L’état d’urgence à la base, arme de guerre contre le peuple algérien

L’état d’urgence est né avec la loi n° 55-385 du 3 avril 1955, qui prévoit qu’il « peut être déclaré sur tout ou partie du territoire métropolitain ou des départements d’outre-mer, dans deux hypothèses :

– soit en cas de péril imminent résultant d’atteintes graves à l’ordre public ;

– soit en cas d’événements présentant, par leur nature et leur gravité, le caractère de calamités publiques. »

L’état d’urgence est le cadre juridique que choisit l’État français pour mener sa guerre contre le peuple algérien après le 1er novembre 1954, date du début de la révolution lancée par le FLN. Cette loi engage la France contre l’histoire, contre le mouvement de décolonisation de l’Afrique, dans une guerre perdue d’avance. Ce faisant, elle supprime tout un pan des droits et des libertés individuelles pour permettre à l’armée et à la police coloniales de démanteler les structures révolutionnaires algériennes. Chercher pourquoi le gouvernement Valls a choisi cette même loi en réponse aux attentats du 13 novembre à Paris amène à relire « L’ennemi intérieur » de Mathieu Rigouste. Ce livre de socio-histoire militante montre comment la révolution algérienne a été l’occasion pour la République française de tester de nouvelles pratiques de répression et de contrôle sur le sol de son ancienne colonie et sur le territoire national, simultanément. En France, ces pratiques n’ont pas cessé d’être expérimentées dans un cadre juridique toujours en évolution. Toute une partie des structures et du personnel militaire, policier ou administratif issus de la France coloniale a été réintégrée en métropole, dans la société dans laquelle nous vivons.
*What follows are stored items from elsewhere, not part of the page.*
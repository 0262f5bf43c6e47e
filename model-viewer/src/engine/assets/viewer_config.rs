use crate::constants::interaction::{MAX_ROTATION, ROTATION_DURATION};
use crate::constants::path::{ENVIRONMENT_MAP_PATH, MODEL_PATH};
use crate::constants::render_settings::{
    CAMERA_DISTANCE, CAMERA_FAR, CAMERA_FOV_DEGREES, CAMERA_NEAR, ENVIRONMENT_FACE_SIZE,
    ENVIRONMENT_INTENSITY, MAX_ENVIRONMENT_FACE_SIZE, MIN_ENVIRONMENT_FACE_SIZE,
    RGB_SHIFT_SETTINGS,
};
use crate::engine::render::rgb_shift_post_processing::RgbShiftSettings;
use bevy::prelude::*;
use serde::{Deserialize, Serialize};

/// Viewer configuration as a Bevy asset. Every field is optional in JSON and
/// falls back to the compiled defaults in `constants`.
#[derive(Asset, Resource, TypePath, Debug, Clone, PartialEq, Serialize, Deserialize)]
#[serde(default)]
pub struct ViewerConfig {
    pub environment_map: String,
    pub model: String,
    pub environment_intensity: f32,
    pub environment_face_size: u32,
    pub rgb_shift_amount: f32,
    pub rgb_shift_angle: f32,
    pub max_rotation: f32,
    pub rotation_duration: f32,
    pub camera_fov_degrees: f32,
    pub camera_near: f32,
    pub camera_far: f32,
    pub camera_distance: f32,
}

impl Default for ViewerConfig {
    fn default() -> Self {
        Self {
            environment_map: ENVIRONMENT_MAP_PATH.to_string(),
            model: MODEL_PATH.to_string(),
            environment_intensity: ENVIRONMENT_INTENSITY,
            environment_face_size: ENVIRONMENT_FACE_SIZE,
            rgb_shift_amount: RGB_SHIFT_SETTINGS.amount,
            rgb_shift_angle: RGB_SHIFT_SETTINGS.angle,
            max_rotation: MAX_ROTATION,
            rotation_duration: ROTATION_DURATION,
            camera_fov_degrees: CAMERA_FOV_DEGREES,
            camera_near: CAMERA_NEAR,
            camera_far: CAMERA_FAR,
            camera_distance: CAMERA_DISTANCE,
        }
    }
}

impl ViewerConfig {
    /// Specular cubemap face size rounded up to a power of two and kept
    /// within the supported range, so every mip halves cleanly down to 1x1.
    pub fn face_size(&self) -> u32 {
        self.environment_face_size
            .clamp(MIN_ENVIRONMENT_FACE_SIZE, MAX_ENVIRONMENT_FACE_SIZE)
            .next_power_of_two()
    }

    pub fn rgb_shift_settings(&self) -> RgbShiftSettings {
        RgbShiftSettings {
            amount: self.rgb_shift_amount,
            angle: self.rgb_shift_angle,
        }
    }

    pub fn perspective(&self) -> PerspectiveProjection {
        PerspectiveProjection {
            fov: self.camera_fov_degrees.to_radians(),
            near: self.camera_near,
            far: self.camera_far,
            ..default()
        }
    }

    /// Tween duration, never negative.
    pub fn rotation_duration(&self) -> f32 {
        self.rotation_duration.max(0.0)
    }
}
La figure de « l’ennemi intérieur » s’appliquait, dans la société coloniale, aux résistants algériens, fellagha ou fidaïnes, ainsi qu’aux quelques communistes ou anarchistes qui les soutenaient. Elle s’applique désormais spécifiquement à la figure des « jeunes » issus des quartiers populaires, surtout s’ils sont musulman-es, et aussi à un certain nombre de militant-es d’extrême gauche, tous montrés comme de potentiels terroristes. Lorsque l’état d’urgence est mis en place par Nicolas Sarkozy lors des révoltes populaires de novembre 2005, c’est la figure du jeune musulman des quartiers qu’il réprime de façon spectaculaire. L’état d’urgence est un élément moteur de l’ordre sécuritaire qui faut comprendre sur le long terme, comme l’explique Mathieu Rigouste :

« Depuis les années 1960 jusqu’aujourd’hui, l’ordre sécuritaire redéploie aussi ces schémas contre-insurrectionnels contre les mouvements sociaux et les mouvements révolutionnaires.
Les sociétés impérialistes importent en fait en permanence des dispositifs de domination issus de la guerre coloniale pour restructurer leurs modèles de pouvoir. Elles rénovent et réagencent des doctrines et des idéologies, des personnels et des réseaux, des matériels et des technologies pour la restructuration du socio-apartheid et l’encadrement des quartiers populaires. Elles les adaptent et les recombinent ensuite vers le contrôle et la domestication des luttes sociales et des mouvements révolutionnaires. »
(1)

L’état d’urgence de novembre 2015, tout en dépassant le niveau de répression des révoltes de 2005, comme nous allons le voir à la suite, s’inscrit à son tour dans le cadre d’une guerre menée à la fois en Syrie, en Irak, en Libye, et dans la population française. Ce paradigme néocolonial est un héritage de la guerre contre-révolutionnaire en Algérie, il doit être comprit à partir de cette histoire. Aux débuts des années 2000, les interventions américaines en Afghanistan et en Irak font rejaillir des modèles de contre-insurrection où s’enchevêtrent guerre impérialiste « là-bas », et État policier « ici ». C’est, en d’autres termes: « un continuum de violence d’État circulant entre le contrôle et la guerre, l’intérieur et l’extérieur, la guerre et la paix, les domaines militaires et policiers. »(2) Et nous pouvons parier que si nous ne freinons pas l’élan guerrier de l’armée française, nous en subirons les conséquences désastreuses dans notre quotidien, dans nos droits et nos libertés.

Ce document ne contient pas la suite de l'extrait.